I thought that was Claudia Christian, not Pat Tallman.

Zorak of Michigan
Jun 10, 2006


This thread inspired me to do my own rewatch (probably my sixth time through the show). I hadn't consciously noticed the subtle shift in Ivanova's behavior in season 2 in my earlier watching. With Sinclair she's a little stiff. With Sheridan, since they've served together before, she's more relaxed, and even willing to tease him.

Zorak of Michigan
Jun 10, 2006


Milkfred E. Moore posted:

I'm not sure how well it actually meshes with what we see in the show itself, though. Such as Sheridan dismissing any claim that Earth could stand against the Minbari, even with Omega-class ships and systems that could track the Minbari, as a delusion.

Are you sure the Omega-class could talk Minbari ships? I don't recall the show ever establishing that.

Zorak of Michigan
Jun 10, 2006


Milkfred E. Moore posted:

That makes the line where Sheridan has to ask what kind of sensor system Babylon 5 is using a bit strange, then. The fact that he asks about the hardware B5 has implies that the EA has the capability to detect them and it's a matter of tech. Otherwise, you'd think he'd just be mystified that they can detect them at all. In Season 4, there's mention made of the Agamemnon being able to track Sheridan's forces with their sensors, too.

That and the several times where EA ships don't have much problem detecting, tracking, and shooting down White Stars, of course.

The whole point of that line in S02E01 is that B5's sensors can track the Minbari cruiser and they shouldn't be able to. That tips Sheridan off that there's more going on than meets the eye, which leads him to his unorthodox solution to getting those assholes off his porch.
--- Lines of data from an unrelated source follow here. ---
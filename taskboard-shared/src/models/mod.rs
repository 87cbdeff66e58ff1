/// Database models for Taskboard
///
/// This module contains all database models and their CRUD operations.
///
/// # Models
///
/// - `user`: User accounts with roles
/// - `task`: Tasks with ownership and soft deletion
///
/// # Example
///
/// ```no_run
/// use taskboard_shared::models::user::{CreateUser, Role, User};
/// use taskboard_shared::db::pool::{create_pool, DatabaseConfig};
///
/// # async fn example() -> Result<(), Box<dyn std::error::Error>> {
/// let pool = create_pool(DatabaseConfig::default()).await?;
///
/// let new_user = CreateUser {
///     username: "jane".to_string(),
///     email: "jane@example.com".to_string(),
///     password_hash: "$argon2id$...".to_string(),
///     role: Role::User,
/// };
///
/// let user = User::create(&pool, new_user).await?;
/// # Ok(())
/// # }
/// ```

pub mod task;
pub mod user;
For the White Stars, I offer this retcon: they aren't fitted with Minbari stealth systems because those systems would add cost (problematic when you're building an entire fleet of ships without the full approval of your government) and wouldn't work against the Shadows anyway. Edit: Probably should have read to end of thread and seen MrL_JaKiri making this same suggestion.
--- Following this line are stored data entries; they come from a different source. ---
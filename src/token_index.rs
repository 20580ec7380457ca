//! Forward (prefix) token index over document positions.
//!
//! Terms live in a sorted dictionary, so every term that starts with a given
//! prefix is found with a single range scan. Each term maps to its postings:
//! the table positions of the documents containing it, ascending, together
//! with the ordinal of the term's first occurrence in that document's text.

use std::{collections::BTreeMap, ops::Bound};

use tantivy::tokenizer::{
    LowerCaser,
    SimpleTokenizer,
    TextAnalyzer,
    TokenStream,
};

/// The analyzer shared by indexing and querying: split on non-alphanumeric
/// characters, then lowercase.
fn analyzer() -> TextAnalyzer {
    TextAnalyzer::builder(SimpleTokenizer::default())
        .filter(LowerCaser)
        .build()
}

/// A token produced by [`tokenize`].
#[derive(Debug, Clone, PartialEq, Eq)]
pub struct Token {
    pub text: String,
    /// Ordinal of the token within the analyzed text.
    pub position: u32,
}

/// Tokenize text the same way for indexing and for queries.
pub fn tokenize(text: &str) -> Vec<Token> {
    let mut analyzer = analyzer();
    let mut stream = analyzer.token_stream(text);
    let mut tokens = Vec::new();
    while stream.advance() {
        let token = stream.token();
        tokens.push(Token {
            text: token.text.clone(),
            position: token.position as u32,
        });
    }
    tokens
}

/// One document containing a term.
#[derive(Debug, Clone, Copy, PartialEq, Eq)]
pub struct Posting {
    /// Position of the document in the document table.
    pub doc: usize,
    /// Ordinal of the term's first occurrence in the document text.
    pub first_position: u32,
}

/// Mapping from case-folded term to the documents containing it.
#[derive(Debug, Clone, Default)]
pub struct TokenIndex {
    terms: BTreeMap<String, Vec<Posting>>,
    doc_count: usize,
}

impl TokenIndex {
    pub fn new() -> Self {
        Self::default()
    }

    /// Index the text of the next document in table order and return its
    /// position.
    pub fn add(&mut self, text: &str) -> usize {
        let doc = self.doc_count;
        self.doc_count += 1;

        let mut first_seen: BTreeMap<String, u32> = BTreeMap::new();
        for token in tokenize(text) {
            first_seen.entry(token.text).or_insert(token.position);
        }
        for (term, first_position) in first_seen {
            self.terms.entry(term).or_default().push(Posting {
                doc,
                first_position,
            });
        }

        doc
    }

    /// Number of documents added so far.
    pub fn doc_count(&self) -> usize {
        self.doc_count
    }

    /// Number of distinct terms.
    pub fn term_count(&self) -> usize {
        self.terms.len()
    }

    /// Postings of an exact term.
    pub fn postings(&self, term: &str) -> Option<&[Posting]> {
        self.terms.get(term).map(Vec::as_slice)
    }

    /// Every indexed term starting with `prefix`, in sorted order, with its
    /// postings.
    pub fn prefix_matches<'a>(
        &'a self,
        prefix: &'a str,
    ) -> impl Iterator<Item = (&'a str, &'a [Posting])> + 'a {
        self.terms
            .range::<str, _>((Bound::Included(prefix), Bound::Unbounded))
            .take_while(move |(term, _)| term.starts_with(prefix))
            .map(|(term, postings)| (term.as_str(), postings.as_slice()))
    }
}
In dramatic terms it just has to work out the way it did. If nobody less advanced than the Minbari could efficiently fight the Rangers, it would suck a lot of the drama out of the later seasons of the show.

Zorak of Michigan
Jun 10, 2006


Anyone talking about tertiary characters needs to wait until the series is over and then talk to me about Neroon.

Zorak of Michigan
Jun 10, 2006


The roles are distinct, the makeup is totally different, but the diction remains the same.

Zorak of Michigan
Jun 10, 2006


There's nothing historically inconsistent about someone like Musante using sex that way. In 2018 it looks both bad and foolish, because the importance of not having inappropriate sexual relations seems so clear. The people who aren't worried about that are worried about women lying about harassment to make men look bad, which would also be a potential negative outcome of Musante's ploy. I think if I re-wrote that episode today, I'd either leave it out, or have Sheridan step to the other side of the room, turn on the computer and ask it to record, and tell her that while regs might ambiguously permit it, he thinks a romantic or sexual involvement between a CO and his political advisor would be contrary to the spirit of the rules and prejudicial to discipline.

Zorak of Michigan
Jun 10, 2006


Becoming the Shadows would have been Goonswarm's highest achievement. What could be finer than finding a bunch of up-and-coming alliances, convincing each of them that we thought they were our new favorite, and then letting them all fight it out for our entertainment?

Zorak of Michigan
Jun 10, 2006


Sleeping in Light holds up for me as the best series finale ever made.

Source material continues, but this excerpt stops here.